Supplied records
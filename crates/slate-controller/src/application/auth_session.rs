//! Auth Session: resolves and persists the credential the controller
//! presents in its handshake.
//!
//! # Two ways to prove identity (for beginners)
//!
//! 1. **Session token** – a long-lived opaque string the host issued earlier.
//!    It is persisted locally and sent in every `HELLO`.
//! 2. **Pairing token** – a short-lived, single-use string the host shows as
//!    a QR code.  Scanning it opens the controller with `?qrToken=...` in the
//!    URL.  The controller trades it for a session token over HTTP once.
//!
//! ```text
//! launch URL ?qrToken=abc&theme=dark
//!   │
//!   ├─ strip qrToken from the visible URL   (always, before the request)
//!   ├─ POST /api/auth/exchange?qrToken=abc
//!   │     200 {sessionToken} → persist, return true
//!   │     anything else      → return false, store untouched
//!   ▼
//! connect + HELLO {version, token}
//! ```
//!
//! # Seams
//!
//! Persistence, the HTTP exchange, and the visible URL are all traits so
//! the session can run against a file, a browser store, or an in-memory
//! fake without changing this module.

use std::sync::Arc;

use async_trait::async_trait;
use thiserror::Error;
use tracing::{debug, error, info, warn};
use url::Url;

use slate_core::protocol::http::PAIRING_TOKEN_PARAM;

// ── Seams ─────────────────────────────────────────────────────────────────────

/// Errors from a [`TokenStore`] backend.
#[derive(Debug, Error)]
pub enum TokenStoreError {
    #[error("token store I/O error: {0}")]
    Io(#[from] std::io::Error),
    #[error("token store is corrupt: {0}")]
    Corrupt(String),
}

/// Key-value persistence for the single session token.
///
/// Each call is one atomic operation; no transactions are needed because
/// connect and auth flows are serialized.
pub trait TokenStore: Send + Sync {
    /// Reads the token.  `Ok(None)` means "no session".
    fn load(&self) -> Result<Option<String>, TokenStoreError>;
    /// Writes (or overwrites) the token.
    fn store(&self, token: &str) -> Result<(), TokenStoreError>;
    /// Deletes the token.  Deleting a missing token is not an error.
    fn erase(&self) -> Result<(), TokenStoreError>;
}

/// Why a pairing-token exchange failed.
#[derive(Debug, Error, PartialEq, Eq)]
pub enum ExchangeError {
    /// The host answered with a non-success status (expired, used, unknown).
    #[error("host rejected pairing token (HTTP {status})")]
    Rejected { status: u16 },
    /// The host answered 2xx but the body had no usable session token.
    #[error("malformed exchange response: {0}")]
    Malformed(String),
    /// The request never completed.
    #[error("exchange request failed: {0}")]
    Network(String),
}

/// Trades a pairing token for a session token.
#[cfg_attr(test, mockall::automock)]
#[async_trait]
pub trait PairingExchange: Send + Sync {
    async fn exchange(&self, pairing_token: &str) -> Result<String, ExchangeError>;
}

/// The URL the user currently sees.
///
/// `replace` must rewrite the current history entry, never push a new one,
/// so the pairing token cannot be recovered with "back".
pub trait LocationBar: Send + Sync {
    fn current(&self) -> Url;
    fn replace(&self, url: Url);
}

// ── Auth session ──────────────────────────────────────────────────────────────

/// Resolves the credential used to authenticate the sync connection.
pub struct AuthSession {
    tokens: Arc<dyn TokenStore>,
    exchanger: Arc<dyn PairingExchange>,
    location: Arc<dyn LocationBar>,
}

impl AuthSession {
    pub fn new(
        tokens: Arc<dyn TokenStore>,
        exchanger: Arc<dyn PairingExchange>,
        location: Arc<dyn LocationBar>,
    ) -> Self {
        Self {
            tokens,
            exchanger,
            location,
        }
    }

    /// Returns the persisted session token, if any.
    ///
    /// A store failure is logged and reported as "no token".
    pub fn get_token(&self) -> Option<String> {
        match self.tokens.load() {
            Ok(token) => token.filter(|t| !t.is_empty()),
            Err(e) => {
                error!("failed to read session token: {e}");
                None
            }
        }
    }

    /// Persists a session token.
    ///
    /// # Errors
    ///
    /// Returns the store's error if the write fails.
    pub fn save_token(&self, token: &str) -> Result<(), TokenStoreError> {
        self.tokens.store(token)?;
        info!("session token saved ({})", token_prefix(token));
        Ok(())
    }

    /// Forgets the persisted session token.
    ///
    /// # Errors
    ///
    /// Returns the store's error if the delete fails.
    pub fn clear_token(&self) -> Result<(), TokenStoreError> {
        self.tokens.erase()?;
        info!("session token cleared");
        Ok(())
    }

    /// Exchanges a pairing token found in the launch URL for a session token.
    ///
    /// Returns `false` immediately, with no side effects, when the URL has no
    /// (or an empty) pairing token.  Otherwise the token is stripped from
    /// the visible URL *before* the request is made, and the result of the
    /// exchange decides the return value.  Nothing is persisted on failure.
    pub async fn exchange_pairing_token(&self) -> bool {
        let current = self.location.current();
        let Some((pairing_token, stripped)) = take_query_param(&current, PAIRING_TOKEN_PARAM)
        else {
            debug!("no pairing token in launch URL");
            return false;
        };

        // Strip first, synchronously, regardless of what the exchange does.
        self.location.replace(stripped);

        match self.exchanger.exchange(&pairing_token).await {
            Ok(session_token) if !session_token.is_empty() => {
                match self.save_token(&session_token) {
                    Ok(()) => {
                        info!("pairing token {} exchanged", token_prefix(&pairing_token));
                        true
                    }
                    Err(e) => {
                        error!("exchange succeeded but the session token could not be saved: {e}");
                        false
                    }
                }
            }
            Ok(_) => {
                warn!("pairing exchange returned an empty session token");
                false
            }
            Err(e) => {
                warn!("pairing exchange failed: {e}");
                false
            }
        }
    }
}

// ── Helpers ───────────────────────────────────────────────────────────────────

/// Removes one query parameter from `url`.
///
/// Returns the parameter's value and the rewritten URL, or `None` if the
/// parameter is absent or empty.  The path, fragment, and every other
/// parameter (in order) are preserved; an emptied query is dropped
/// entirely so no dangling `?` remains.
pub fn take_query_param(url: &Url, name: &str) -> Option<(String, Url)> {
    let value = url
        .query_pairs()
        .find(|(k, _)| k == name)
        .map(|(_, v)| v.into_owned())
        .filter(|v| !v.is_empty())?;

    let remaining: Vec<(String, String)> = url
        .query_pairs()
        .filter(|(k, _)| k != name)
        .map(|(k, v)| (k.into_owned(), v.into_owned()))
        .collect();

    let mut stripped = url.clone();
    if remaining.is_empty() {
        stripped.set_query(None);
    } else {
        stripped
            .query_pairs_mut()
            .clear()
            .extend_pairs(remaining.iter().map(|(k, v)| (k.as_str(), v.as_str())));
    }

    Some((value, stripped))
}

/// First eight characters of a token, for logs.
pub(crate) fn token_prefix(token: &str) -> String {
    let prefix: String = token.chars().take(8).collect();
    format!("{prefix}…")
}

// ── Tests ─────────────────────────────────────────────────────────────────────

Task directions
From the opening line of the data above through the line holding "pub trait TokenStore: Send", give every line again exactly as it stands.

Answer space
filename crates/slate-controller/src/application/auth_session.rs
//! Auth Session: resolves and persists the credential the controller
//! presents in its handshake.
//!
//! # Two ways to prove identity (for beginners)
//!
//! 1. **Session token** – a long-lived opaque string the host issued earlier.
//!    It is persisted locally and sent in every `HELLO`.
//! 2. **Pairing token** – a short-lived, single-use string the host shows as
//!    a QR code.  Scanning it opens the controller with `?qrToken=...` in the
//!    URL.  The controller trades it for a session token over HTTP once.
//!
//! ```text
//! launch URL ?qrToken=abc&theme=dark
//!   │
//!   ├─ strip qrToken from the visible URL   (always, before the request)
//!   ├─ POST /api/auth/exchange?qrToken=abc
//!   │     200 {sessionToken} → persist, return true
//!   │     anything else      → return false, store untouched
//!   ▼
//! connect + HELLO {version, token}
//! ```
//!
//! # Seams
//!
//! Persistence, the HTTP exchange, and the visible URL are all traits so
//! the session can run against a file, a browser store, or an in-memory
//! fake without changing this module.

use std::sync::Arc;

use async_trait::async_trait;
use thiserror::Error;
use tracing::{debug, error, info, warn};
use url::Url;

use slate_core::protocol::http::PAIRING_TOKEN_PARAM;

// ── Seams ─────────────────────────────────────────────────────────────────────

/// Errors from a [`TokenStore`] backend.
#[derive(Debug, Error)]
pub enum TokenStoreError {
    #[error("token store I/O error: {0}")]
    Io(#[from] std::io::Error),
    #[error("token store is corrupt: {0}")]
    Corrupt(String),
}

/// Key-value persistence for the single session token.
///
/// Each call is one atomic operation; no transactions are needed because
/// connect and auth flows are serialized.
pub trait TokenStore: Send + Sync {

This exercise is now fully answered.